◆ **Problem details**
Print the following entries without any change.

[Recorded data]
● ● ● ● ● ● ●

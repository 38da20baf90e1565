//! Records flowing through the pipeline: input rows, quality tiers,
//! check statuses and per-row results.

use chrono::NaiveDateTime;
use rust_xlsxwriter::Color;
use serde::Serialize;

/// Fill used for every result that has no quality tier.
pub const GRAY_FILL: Color = Color::RGB(0xD3D3D3);

/// One record of the input CSV.
#[derive(Debug, Clone, PartialEq, Eq)]
pub struct InputRow {
    pub name: String,
    pub display_number: String,
    pub provider_id: String,
}

/// Coarse quality category reported by the platform.
#[derive(Debug, Clone, Copy, PartialEq, Eq, Hash, Serialize)]
pub enum QualityTier {
    Good,
    Medium,
    Bad,
}

impl QualityTier {
    /// Display order used by the summary, console and report tabs.
    pub const ALL: [QualityTier; 3] = [QualityTier::Good, QualityTier::Medium, QualityTier::Bad];

    /// Parses the platform's `quality_rating` value. Unknown values yield `None`.
    pub fn from_rating(raw: &str) -> Option<Self> {
        match raw {
            "GREEN" => Some(QualityTier::Good),
            "YELLOW" => Some(QualityTier::Medium),
            "RED" => Some(QualityTier::Bad),
            _ => None,
        }
    }

    pub fn label(self) -> &'static str {
        match self {
            QualityTier::Good => "good",
            QualityTier::Medium => "medium",
            QualityTier::Bad => "bad",
        }
    }

    pub fn marker(self) -> &'static str {
        match self {
            QualityTier::Good => "🟢",
            QualityTier::Medium => "🟡",
            QualityTier::Bad => "🔴",
        }
    }

    /// Light background used for the tier's cells in the report.
    pub fn fill(self) -> Color {
        match self {
            QualityTier::Good => Color::RGB(0x90EE90),
            QualityTier::Medium => Color::RGB(0xFFFF99),
            QualityTier::Bad => Color::RGB(0xFFB6C1),
        }
    }

    /// Row label on the Summary tab.
    pub fn summary_label(self) -> &'static str {
        match self {
            QualityTier::Good => "Good numbers",
            QualityTier::Medium => "Medium numbers",
            QualityTier::Bad => "Bad numbers",
        }
    }

    /// Name of the per-tier listing tab.
    pub fn sheet_name(self) -> &'static str {
        match self {
            QualityTier::Good => "Good Numbers",
            QualityTier::Medium => "Medium Numbers",
            QualityTier::Bad => "Bad Numbers",
        }
    }
}

/// Outcome class of a single quality check.
#[derive(Debug, Clone, Copy, PartialEq, Eq, Serialize)]
pub enum CheckStatus {
    Success,
    NoQualityInfo,
    NotFound,
    AuthError,
    BadRequest,
    ApiError,
    ConnectionError,
}

impl CheckStatus {
    /// Stable code written to the report's Status column.
    pub fn code(self) -> &'static str {
        match self {
            CheckStatus::Success => "SUCCESS",
            CheckStatus::NoQualityInfo => "NO_QUALITY_INFO",
            CheckStatus::NotFound => "NOT_FOUND",
            CheckStatus::AuthError => "AUTH_ERROR",
            CheckStatus::BadRequest => "BAD_REQUEST",
            CheckStatus::ApiError => "API_ERROR",
            CheckStatus::ConnectionError => "CONNECTION_ERROR",
        }
    }

    pub fn is_success(self) -> bool {
        matches!(self, CheckStatus::Success)
    }
}

/// Classification of one API response, before the row's identity is attached.
#[derive(Debug, Clone, PartialEq)]
pub struct QualityReading {
    pub status: CheckStatus,
    pub quality_raw: Option<String>,
    pub tier: Option<QualityTier>,
    pub quality_label: String,
    pub raw_payload: Option<serde_json::Value>,
}

impl QualityReading {
    /// A 200 response carrying a `quality_rating`.
    pub fn rated(raw: String, payload: serde_json::Value) -> Self {
        let tier = QualityTier::from_rating(&raw);
        Self {
            status: CheckStatus::Success,
            quality_label: tier.map_or("unknown", QualityTier::label).to_string(),
            quality_raw: Some(raw),
            tier,
            raw_payload: Some(payload),
        }
    }

    /// A 200 response without a `quality_rating`.
    pub fn no_quality_info(payload: serde_json::Value) -> Self {
        Self {
            raw_payload: Some(payload),
            ..Self::failure(CheckStatus::NoQualityInfo, "no information available")
        }
    }

    /// Any outcome that carries neither a rating nor a payload.
    pub fn failure(status: CheckStatus, label: impl Into<String>) -> Self {
        Self {
            status,
            quality_raw: None,
            tier: None,
            quality_label: label.into(),
            raw_payload: None,
        }
    }
}

/// The final per-row record consumed by the aggregator, console and report.
#[derive(Debug, Clone, PartialEq, Serialize)]
pub struct CheckResult {
    pub status: CheckStatus,
    pub quality_raw: Option<String>,
    pub tier: Option<QualityTier>,
    pub quality_label: String,
    pub raw_payload: Option<serde_json::Value>,
    pub name: String,
    pub display_number: String,
    pub provider_id: String,
    pub checked_at: NaiveDateTime,
}

impl CheckResult {
    pub fn new(row: InputRow, reading: QualityReading, checked_at: NaiveDateTime) -> Self {
        Self {
            status: reading.status,
            quality_raw: reading.quality_raw,
            tier: reading.tier,
            quality_label: reading.quality_label,
            raw_payload: reading.raw_payload,
            name: row.name,
            display_number: row.display_number,
            provider_id: row.provider_id,
            checked_at,
        }
    }

    /// Background for this result's label cell.
    pub fn fill(&self) -> Color {
        self.tier.map_or(GRAY_FILL, QualityTier::fill)
    }
}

● ● ● ● ● ● ●

◆ **Response**
repository 38da20baf90e1565
//! Records flowing through the pipeline: input rows, quality tiers,
//! check statuses and per-row results.

use chrono::NaiveDateTime;
use rust_xlsxwriter::Color;
use serde::Serialize;

/// Fill used for every result that has no quality tier.
pub const GRAY_FILL: Color = Color::RGB(0xD3D3D3);

/// One record of the input CSV.
#[derive(Debug, Clone, PartialEq, Eq)]
pub struct InputRow {
    pub name: String,
    pub display_number: String,
    pub provider_id: String,
}

/// Coarse quality category reported by the platform.
#[derive(Debug, Clone, Copy, PartialEq, Eq, Hash, Serialize)]
pub enum QualityTier {
    Good,
    Medium,
    Bad,
}

impl QualityTier {
    /// Display order used by the summary, console and report tabs.
    pub const ALL: [QualityTier; 3] = [QualityTier::Good, QualityTier::Medium, QualityTier::Bad];

    /// Parses the platform's `quality_rating` value. Unknown values yield `None`.
    pub fn from_rating(raw: &str) -> Option<Self> {
        match raw {
            "GREEN" => Some(QualityTier::Good),
            "YELLOW" => Some(QualityTier::Medium),
            "RED" => Some(QualityTier::Bad),
            _ => None,
        }
    }

    pub fn label(self) -> &'static str {
        match self {
            QualityTier::Good => "good",
            QualityTier::Medium => "medium",
            QualityTier::Bad => "bad",
        }
    }

    pub fn marker(self) -> &'static str {
        match self {
            QualityTier::Good => "🟢",
            QualityTier::Medium => "🟡",
            QualityTier::Bad => "🔴",
        }
    }

    /// Light background used for the tier's cells in the report.
    pub fn fill(self) -> Color {
        match self {
            QualityTier::Good => Color::RGB(0x90EE90),
            QualityTier::Medium => Color::RGB(0xFFFF99),
            QualityTier::Bad => Color::RGB(0xFFB6C1),
        }
    }

    /// Row label on the Summary tab.
    pub fn summary_label(self) -> &'static str {
        match self {
            QualityTier::Good => "Good numbers",
            QualityTier::Medium => "Medium numbers",
            QualityTier::Bad => "Bad numbers",
        }
    }

    /// Name of the per-tier listing tab.
    pub fn sheet_name(self) -> &'static str {
        match self {
            QualityTier::Good => "Good Numbers",
            QualityTier::Medium => "Medium Numbers",
            QualityTier::Bad => "Bad Numbers",
        }
    }
}

/// Outcome class of a single quality check.
#[derive(Debug, Clone, Copy, PartialEq, Eq, Serialize)]
pub enum CheckStatus {
    Success,
    NoQualityInfo,
    NotFound,
    AuthError,
    BadRequest,
    ApiError,
    ConnectionError,
}

impl CheckStatus {
    /// Stable code written to the report's Status column.
    pub fn code(self) -> &'static str {
        match self {
            CheckStatus::Success => "SUCCESS",
            CheckStatus::NoQualityInfo => "NO_QUALITY_INFO",
            CheckStatus::NotFound => "NOT_FOUND",
            CheckStatus::AuthError => "AUTH_ERROR",
            CheckStatus::BadRequest => "BAD_REQUEST",
            CheckStatus::ApiError => "API_ERROR",
            CheckStatus::ConnectionError => "CONNECTION_ERROR",
        }
    }

    pub fn is_success(self) -> bool {
        matches!(self, CheckStatus::Success)
    }
}

/// Classification of one API response, before the row's identity is attached.
#[derive(Debug, Clone, PartialEq)]
pub struct QualityReading {
    pub status: CheckStatus,
    pub quality_raw: Option<String>,
    pub tier: Option<QualityTier>,
    pub quality_label: String,
    pub raw_payload: Option<serde_json::Value>,
}

impl QualityReading {
    /// A 200 response carrying a `quality_rating`.
    pub fn rated(raw: String, payload: serde_json::Value) -> Self {
        let tier = QualityTier::from_rating(&raw);
        Self {
            status: CheckStatus::Success,
            quality_label: tier.map_or("unknown", QualityTier::label).to_string(),
            quality_raw: Some(raw),
            tier,
            raw_payload: Some(payload),
        }
    }

    /// A 200 response without a `quality_rating`.
    pub fn no_quality_info(payload: serde_json::Value) -> Self {
        Self {
            raw_payload: Some(payload),
            ..Self::failure(CheckStatus::NoQualityInfo, "no information available")
        }
    }

    /// Any outcome that carries neither a rating nor a payload.
    pub fn failure(status: CheckStatus, label: impl Into<String>) -> Self {
        Self {
            status,
            quality_raw: None,
            tier: None,
            quality_label: label.into(),
            raw_payload: None,
        }
    }
}

/// The final per-row record consumed by the aggregator, console and report.
#[derive(Debug, Clone, PartialEq, Serialize)]
pub struct CheckResult {
    pub status: CheckStatus,
    pub quality_raw: Option<String>,
    pub tier: Option<QualityTier>,
    pub quality_label: String,
    pub raw_payload: Option<serde_json::Value>,
    pub name: String,
    pub display_number: String,
    pub provider_id: String,
    pub checked_at: NaiveDateTime,
}

impl CheckResult {
    pub fn new(row: InputRow, reading: QualityReading, checked_at: NaiveDateTime) -> Self {
        Self {
            status: reading.status,
            quality_raw: reading.quality_raw,
            tier: reading.tier,
            quality_label: reading.quality_label,
            raw_payload: reading.raw_payload,
            name: row.name,
            display_number: row.display_number,
            provider_id: row.provider_id,
            checked_at,
        }
    }

    /// Background for this result's label cell.
    pub fn fill(&self) -> Color {
        self.tier.map_or(GRAY_FILL, QualityTier::fill)
    }
}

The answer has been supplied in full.